A sibling with equity interest who lived in the home for 1+ year before institutionalization can receive the home without penalty.

Transfer on Death Deeds (New in 2024)

Georgia authorized TOD deeds via SB 420 in 2024. These bypass probate and remain revocable, but protection from estate recovery remains uncertain since the owner remains legal owner until death.

Note: Georgia does not recognize Lady Bird deeds (enhanced life estate deeds). These are valid only in Florida, Texas, Michigan, Vermont, and West Virginia.

Strategic Planning Timeline and Professional Guidance

The fundamental tension in long-term care planning lies between the 5-year lookback period and the unpredictable timing of care needs. Wealthy Georgians in their 60s occupy a critical planning window: young enough to qualify for insurance and establish trusts, but close enough to potential need that urgency matters.

For Those with 5+ Years Before Anticipated Need

MAPTs offer the most comprehensive protection for both Medicaid eligibility and estate recovery. Combined with Partnership-qualified LTC insurance, this approach protects assets while providing immediate coverage.
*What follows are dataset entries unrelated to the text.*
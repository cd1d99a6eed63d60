//! Diagnostic snapshots emitted on each cadence tick.
//!
//! Snapshots are a product surface, not logs: they render as one fixed-format
//! line and go to whichever sink the caller injects.

use std::fmt;
use std::fs::OpenOptions;
use std::io::Write;
use std::path::{Path, PathBuf};
use std::sync::{Arc, Mutex};

/// Line emitted once when the control loop starts.
pub const START_LINE: &str = "Start";

/// Controller state as seen at a tick.
#[derive(Debug, Clone, Copy, PartialEq, Eq)]
pub struct Snapshot {
    pub threshold: u16,
    pub dial: u16,
    pub light: u16,
    /// Last position written to the servo; 0 before the first write.
    pub servo: u8,
}

impl fmt::Display for Snapshot {
    fn fmt(&self, f: &mut fmt::Formatter<'_>) -> fmt::Result {
        write!(
            f,
            "Threshold: {} Dial: {} Light: {} Servo: {}",
            self.threshold, self.dial, self.light, self.servo
        )
    }
}

/// Receives the start marker and one snapshot per tick.
///
/// Sinks never fail the loop; delivery problems are logged and dropped.
pub trait DiagnosticSink {
    fn start(&mut self) {}
    fn report(&mut self, snapshot: &Snapshot);
}

impl<T: DiagnosticSink + ?Sized> DiagnosticSink for Box<T> {
    fn start(&mut self) {
        (**self).start();
    }
    fn report(&mut self, snapshot: &Snapshot) {
        (**self).report(snapshot);
    }
}

/// Routes snapshots to `tracing` at info level.
#[derive(Debug, Default, Clone, Copy)]
pub struct TracingSink;

impl DiagnosticSink for TracingSink {
    fn start(&mut self) {
        tracing::info!(target: "fan::diagnostics", "{START_LINE}");
    }

    fn report(&mut self, s: &Snapshot) {
        tracing::info!(
            target: "fan::diagnostics",
            threshold = s.threshold,
            dial = s.dial,
            light = s.light,
            servo = s.servo,
            "{s}"
        );
    }
}

/// Writes each line to any `io::Write` (stdout in the CLI).
#[derive(Debug)]
pub struct WriterSink<W: Write> {
    out: W,
}

impl<W: Write> WriterSink<W> {
    pub fn new(out: W) -> Self {
        Self { out }
    }

    pub fn into_inner(self) -> W {
        self.out
    }

    fn line(&mut self, line: &str) {
        if let Err(e) = writeln!(self.out, "{line}").and_then(|()| self.out.flush()) {
            tracing::warn!(error = %e, "diagnostic line dropped");
        }
    }
}

impl<W: Write> DiagnosticSink for WriterSink<W> {
    fn start(&mut self) {
        self.line(START_LINE);
    }

    fn report(&mut self, snapshot: &Snapshot) {
        self.line(&snapshot.to_string());
    }
}

/// Appends lines to a file, reopening it for every line.
#[derive(Debug, Clone)]
pub struct FileSink {
    path: PathBuf,
}

impl FileSink {
    pub fn new(path: impl Into<PathBuf>) -> Self {
        Self { path: path.into() }
    }

    pub fn path(&self) -> &Path {
        &self.path
    }

    fn append(&self, line: &str) {
        let res = OpenOptions::new()
            .create(true)
            .append(true)
            .open(&self.path)
            .and_then(|mut file| writeln!(file, "{line}"));
        if let Err(e) = res {
            tracing::warn!(error = %e, path = %self.path.display(), "diagnostic line dropped");
        }
    }
}

impl DiagnosticSink for FileSink {
    fn start(&mut self) {
        self.append(START_LINE);
    }

    fn report(&mut self, snapshot: &Snapshot) {
        self.append(&snapshot.to_string());
    }
}

/// Captures lines in memory. Clones share the same buffer.
#[derive(Debug, Default, Clone)]
pub struct MemorySink {
    lines: Arc<Mutex<Vec<String>>>,
}

impl MemorySink {
    pub fn new() -> Self {
        Self::default()
    }

    /// Lines captured so far.
    pub fn lines(&self) -> Vec<String> {
        self.lines
            .lock()
            .map(|l| l.clone())
            .unwrap_or_else(|poisoned| poisoned.into_inner().clone())
    }

    fn push(&self, line: String) {
        match self.lines.lock() {
            Ok(mut l) => l.push(line),
            Err(poisoned) => poisoned.into_inner().push(line),
        }
    }
}

impl DiagnosticSink for MemorySink {
    fn start(&mut self) {
        self.push(START_LINE.to_string());
    }

    fn report(&mut self, snapshot: &Snapshot) {
        self.push(snapshot.to_string());
    }
}

#[cfg(test)]
mod tests {
    use super::*;

    fn snap() -> Snapshot {
        Snapshot {
            threshold: 900,
            dial: 800,
            light: 600,
            servo: 93,
        }
    }

    #[test]
    fn snapshot_line_format() {
        assert_eq!(
            snap().to_string(),
            "Threshold: 900 Dial: 800 Light: 600 Servo: 93"
        );
    }

    #[test]
    fn writer_sink_emits_lines() {
        let mut sink = WriterSink::new(Vec::new());
        sink.start();
        sink.report(&snap());
        let text = String::from_utf8(sink.into_inner()).unwrap();
        assert_eq!(text, "Start\nThreshold: 900 Dial: 800 Light: 600 Servo: 93\n");
    }

    #[test]
    fn memory_sink_clones_share_buffer() {
        let sink = MemorySink::new();
        let mut boxed: Box<dyn DiagnosticSink> = Box::new(sink.clone());
        boxed.start();
        boxed.report(&snap());
        assert_eq!(sink.lines().len(), 2);
        assert_eq!(sink.lines()[0], "Start");
    }

    #[test]
    fn file_sink_appends() {
        let dir = std::env::temp_dir().join(format!("fan_diag_{}", std::process::id()));
        std::fs::create_dir_all(&dir).unwrap();
        let path = dir.join("diag.log");
        let _ = std::fs::remove_file(&path);
        let mut sink = FileSink::new(&path);
        sink.start();
        sink.report(&snap());
        sink.report(&snap());
        let text = std::fs::read_to_string(&path).unwrap();
        assert_eq!(text.lines().count(), 3);
        assert!(text.starts_with("Start\n"));
        let _ = std::fs::remove_dir_all(&dir);
    }
}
For Those Facing Imminent Care Needs

Medicaid-compliant annuities and half-a-loaf strategies remain available, though they offer less complete protection than advance planning.

Bottom Line

Protecting wealth from long-term care costs requires understanding that Medicare's coverage gap is real and substantial, covering only short-term rehabilitation while leaving families exposed to $100,000+ annual nursing home costs that rapidly deplete investment portfolios. Georgia's Medicaid rules create both challenges (strict $2,000 asset limit, expanded estate recovery, 60-month lookback) and opportunities (favorable retirement account treatment, maximum CSRA, Partnership program).

The most effective strategies, Medicaid Asset Protection Trusts, Partnership-qualified insurance, and proper home protection mechanisms, require years of advance planning. For those facing more immediate needs, Medicaid-compliant annuities and community spouse strategies offer legitimate crisis planning options. The consistent theme across all approaches: early action and professional guidance from a Georgia elder law attorney maximize protection options while maintaining compliance with complex and frequently changing regulations.